Both Sarah and Amanda admit that it can be challenging for busy twin parents to stay mindful of their relationship with each other. Aude Mahoudeau-Campoyer, practitioner of psychotherapy, sophrologist and hypnotherapist at DB-based Brief Therapy HK, backs this up, saying: “A couple go from being two individuals taking care of each other to the same individuals taking care of two young babies. They have no time for each other, never mind time for themselves.”
Aude encourages twin parents to accept that they can’t be fully present for each other, knowing that this is only a phase. “It is important, however, to find some time to share your feelings, fears and concerns,” she says. “This is one of the most exciting adventures of your life, so team up and accept the challenge.”
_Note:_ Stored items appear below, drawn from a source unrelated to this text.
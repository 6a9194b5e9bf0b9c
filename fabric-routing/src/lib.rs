// Copyright (c) 2023 Graphcore Ltd. All rights reserved.

#![doc(test(attr(warn(unused))))]

//! Routing core of a switched fabric.
//!
//! The [engine](crate::engine::RoutingEngine) keeps a registry of devices and
//! their subdevices and, on every sweep:
//!  - validates the one-hop links reported by the port manager,
//!  - partitions the fabric into connected planes and computes the cost
//!    between every pair of subdevices of a plane,
//!  - assigns fabric addresses and compiles the forwarding table and DPA
//!    address generator of every subdevice,
//!  - programs them through a [`Transport`](crate::transport::Transport), one
//!    worker per subdevice.
//!
//! # Simple Application
//!
//! ```rust
//! use std::sync::Arc;
//!
//! use fabric_routing::engine::RoutingEngine;
//! use fabric_routing::mock::build_all_to_all;
//! use fabric_routing::test_helpers::RecordingTransport;
//! use fabric_track::entity::toplevel;
//! use fabric_track::tracker::dev_null_tracker;
//!
//! let top = toplevel(&dev_null_tracker(), "fabric");
//! let transport = Arc::new(RecordingTransport::default());
//! let engine = RoutingEngine::new(&top, transport.clone());
//! build_all_to_all(&engine, 4, 2).expect("should be able to build the fabric");
//!
//! let status = engine.sweep().expect("sweep should succeed");
//! assert!(status.committed);
//! assert_eq!(status.planes, 2);
//! assert_eq!(engine.generation(), (1, 1));
//! ```

pub mod engine;
pub mod event;
pub mod fid;
pub mod fidgen;
pub mod io;
pub mod logic;
pub mod mock;
pub mod port;
pub mod registry;
pub mod subdevice;
pub mod test_helpers;
pub mod topology;
pub mod transport;
pub mod types;
pub mod uft;

pub use engine::{RoutingEngine, SweepStatus};
pub use types::{RoutingError, RoutingResult, SubdeviceId};
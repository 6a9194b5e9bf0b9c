// Copyright (c) 2023 Graphcore Ltd. All rights reserved.

//! Ports of a subdevice as published by the port manager.
//!
//! Logical port numbers (lpn) are laid out as:
//!  - `0`: the management port (CPORT).
//!  - `1..=8`: fabric ports, connected point-to-point to other subdevices.
//!  - `9..=12`: bridge ports, connecting the switch to the local endpoints.

use std::fmt;
use std::ops::RangeInclusive;

use crate::types::Guid;

/// Total number of logical ports on a subdevice.
pub const PORT_COUNT: u8 = 13;

pub const CPORT: u8 = 0;

pub const PORT_FABRIC_START: u8 = 1;
pub const PORT_FABRIC_COUNT: u8 = 8;
pub const PORT_FABRIC_END: u8 = PORT_FABRIC_START + PORT_FABRIC_COUNT - 1;

pub const PORT_BRIDGE_START: u8 = 9;
pub const PORT_BRIDGE_COUNT: u8 = 4;
pub const PORT_BRIDGE_END: u8 = PORT_BRIDGE_START + PORT_BRIDGE_COUNT - 1;

pub const PORT_CPORT_MASK: u32 = 1 << CPORT;
pub const PORT_FABRIC_MASK: u32 = ((1 << PORT_FABRIC_COUNT) - 1) << PORT_FABRIC_START;
pub const PORT_BRIDGE_MASK: u32 = ((1 << PORT_BRIDGE_COUNT) - 1) << PORT_BRIDGE_START;

#[must_use]
pub fn fabric_lpns() -> RangeInclusive<u8> {
    PORT_FABRIC_START..=PORT_FABRIC_END
}

#[must_use]
pub fn bridge_lpns() -> RangeInclusive<u8> {
    PORT_BRIDGE_START..=PORT_BRIDGE_END
}

#[must_use]
pub fn is_fabric_lpn(lpn: u8) -> bool {
    fabric_lpns().contains(&lpn)
}

/// Port-manager state of a port.
#[derive(Copy, Clone, Debug, Default, Eq, PartialEq)]
pub enum PortState {
    #[default]
    Disabled,
    Inactive,
    Active,
}

/// Logical link state of a port.
///
/// Ordered so that link bring-up progress can be compared.
#[derive(Copy, Clone, Debug, Default, Eq, Ord, PartialEq, PartialOrd)]
pub enum LinkState {
    #[default]
    Down,
    Init,
    Armed,
    Active,
}

impl fmt::Display for LinkState {
    fn fmt(&self, f: &mut fmt::Formatter) -> fmt::Result {
        match self {
            LinkState::Down => write!(f, "down"),
            LinkState::Init => write!(f, "init"),
            LinkState::Armed => write!(f, "armed"),
            LinkState::Active => write!(f, "active"),
        }
    }
}

/// What the port reports about the far end of its link.
#[derive(Copy, Clone, Debug, Default, Eq, PartialEq)]
pub struct PortInfo {
    pub neighbor_guid: Guid,
    pub neighbor_port_number: u8,
}

/// Snapshot of one fabric port.
#[derive(Clone, Debug, Default)]
pub struct FabricPort {
    pub lpn: u8,
    pub state: PortState,
    pub link_state: LinkState,

    /// Administrative control allowing the port to carry routed traffic.
    pub routable: bool,

    /// Neighbor report, present once the port manager has read it from the
    /// hardware.
    pub info: Option<PortInfo>,

    /// Whether the port carries routed traffic. Only updated by a
    /// successful sweep.
    pub routed: bool,
}

impl FabricPort {
    #[must_use]
    pub fn new(lpn: u8) -> Self {
        Self {
            lpn,
            ..Default::default()
        }
    }

    #[must_use]
    pub fn is_routable(&self) -> bool {
        self.state == PortState::Active && self.routable
    }
}

#[cfg(test)]
mod tests {
    use super::*;

    #[test]
    fn masks() {
        assert_eq!(PORT_CPORT_MASK, 0x1);
        assert_eq!(PORT_FABRIC_MASK, 0x1fe);
        assert_eq!(PORT_BRIDGE_MASK, 0x1e00);
        assert_eq!(fabric_lpns().count(), 8);
        assert_eq!(bridge_lpns().last(), Some(PORT_COUNT - 1));
    }

    #[test]
    fn routable_needs_active_and_control() {
        let mut port = FabricPort::new(3);
        port.routable = true;
        assert!(!port.is_routable());
        port.state = PortState::Active;
        assert!(port.is_routable());
        port.routable = false;
        assert!(!port.is_routable());
    }
}
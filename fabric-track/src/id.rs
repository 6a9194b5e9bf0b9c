// Copyright (c) 2023 Graphcore Ltd. All rights reserved.

//! Unique identifiers given to every tracked [`Entity`](crate::entity::Entity).

/// Identifiers that are unique across the fabric.
///
/// Each _log_ event is tagged with the ID of the entity that emitted it. There
/// are two reserved values: [NO_ID](crate::NO_ID) and [ROOT](crate::ROOT).
#[derive(Copy, Clone, Default, Eq, Hash, PartialEq, Ord, PartialOrd)]
pub struct Id(pub u64);

impl std::fmt::Display for Id {
    fn fmt(&self, f: &mut std::fmt::Formatter) -> std::fmt::Result {
        write!(f, "{}", self.0)
    }
}

impl std::fmt::Debug for Id {
    fn fmt(&self, f: &mut std::fmt::Formatter) -> std::fmt::Result {
        write!(f, "{}", self.0)
    }
}
// Copyright (c) 2023 Graphcore Ltd. All rights reserved.

//! Hardware access used by the programming phase.
//!
//! The engine never talks to the hardware directly: every register and table
//! write goes through a [`Transport`], which in production wraps the
//! management mailbox of each subdevice.

use std::error::Error;
use std::fmt;

use crate::fidgen::FIDGEN_BLOCK_SIZE;
use crate::port::LinkState;
use crate::types::{RoutingError, SubdeviceId};

/// Largest number of table entries carried by one mailbox write.
pub const MAX_TABLE_ENTRIES: usize = 1008;

/// Largest payload of one mailbox write in bytes.
pub const MAX_WRITE_BYTES: usize = 1008;

/// A failed hardware access.
#[derive(Debug, PartialEq)]
pub struct TransportError(pub String);

impl fmt::Display for TransportError {
    fn fmt(&self, f: &mut fmt::Formatter) -> fmt::Result {
        write!(f, "transport: {}", self.0)
    }
}

impl Error for TransportError {}

impl From<TransportError> for RoutingError {
    fn from(e: TransportError) -> Self {
        RoutingError(e.to_string())
    }
}

pub type TransportResult<T = ()> = Result<T, TransportError>;

/// Switch-wide forwarding parameters.
#[derive(Copy, Clone, Debug, Eq, PartialEq)]
pub struct SwitchParameters {
    /// Highest address held in the forwarding table.
    pub lft_top: u32,
}

pub trait Transport: Send + Sync {
    /// Largest number of table entries accepted by [`Transport::write_table_block`].
    fn max_table_entries(&self) -> usize {
        MAX_TABLE_ENTRIES
    }

    /// Largest payload accepted by [`Transport::write_address_map`].
    fn max_write_bytes(&self) -> usize {
        MAX_WRITE_BYTES
    }

    fn write_switch_parameters(&self, sd: SubdeviceId, params: SwitchParameters) -> TransportResult;

    /// Write the one byte per entry image of a forwarding table range into
    /// the ports of `port_mask`, starting at address `fid_base`.
    fn write_table_block(
        &self,
        sd: SubdeviceId,
        port_mask: u32,
        fid_base: u32,
        entries: &[u8],
    ) -> TransportResult;

    /// Write the generator registers of bridge port `lpn`.
    fn write_address_generator(
        &self,
        sd: SubdeviceId,
        lpn: u8,
        block: &[u64; FIDGEN_BLOCK_SIZE],
    ) -> TransportResult;

    /// Write a range of the DPA lookup table of bridge port `lpn`.
    fn write_address_map(
        &self,
        sd: SubdeviceId,
        lpn: u8,
        offset: usize,
        entries: &[u64],
    ) -> TransportResult;

    /// Write the package range register of bridge port `lpn`.
    fn write_package_range(&self, sd: SubdeviceId, lpn: u8, csr: u64) -> TransportResult;

    /// Request a link state transition, returning the state the port
    /// reports afterwards.
    fn set_port_link_state(
        &self,
        sd: SubdeviceId,
        lpn: u8,
        state: LinkState,
    ) -> TransportResult<LinkState>;

    /// Quiesce the traffic of the fabric ahead of reprogramming it.
    fn pause_traffic(&self) -> TransportResult {
        Ok(())
    }

    /// Resume traffic paused by [`Transport::pause_traffic`].
    fn resume_traffic(&self) {}
}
Aude offers sophrology sessions to help new mums find their balance after delivery. “It is a time for women to reconnect with their bodies, sensations and feelings, and to reconstruct their self- image,” she says.
Double the happiness
When it comes to the challenges that twins can bring, both mums agree that the logistics of two can sometimes be hard to figure out. Amanda explains: “With twins, everything is double. Double the happiness but also double the trouble and the mess! Even packing a bag to go out for a couple of hours means packing two sets of clothes, bottles, bibs and diapers. It takes us double the time to get ready and out the door.”
For Sarah, getting around with twins is the biggest challenge, especially relying on public transport. “Negotiating taxis and busy roads with two toddlers can be tough but it’s doable,” she says.
Sarah and Amanda agree that finding time to bond one-on- one with each child is another challenge – something that Aude considers essential. “This is a natural development process, as it helps children separate and individuate,” Aude explains. “As a parent, spending time alone with one child allows us to know their personalities and therefore take care of their needs in a better way. We all need to be understood for who we are and we all want to be discovered. Feeling unique is crucial to becoming a healthy and balanced adult.
“The process can take longer for twins as they need to learn to separate and individuate not only from their mothers but also from each other,” Aude adds. “This process is ongoing and fluid throughout their lives.”
At the end of the day, both mums agree that twin parenthood is worth all the challenges. Sarah enjoys watching her twins’ special bond develop: “They’ll be fighting over a toy one minute and smothering each other with kisses the next! They are also quite protective of each other – my daughter is usually the one to stand up for her brother in any playground quarrel.”
What Amanda finds most rewarding is that her boys have someone to share everything with: “It’s like having a best friend for life,” she says. “Even now at just six months old, watching them interact with each other really puts a smile on my face. They babble to each other all day and hold hands while sitting next to each other.”
It seems that twins really are twice as nice.
Top tips for twin parents
1. Ask for and accept help. 2. Shop smartly. 3. Get your kids into the same routine. 4. Bond one-on-one with each baby. 5. Practice self-care. 6. Be mindful of your relationship.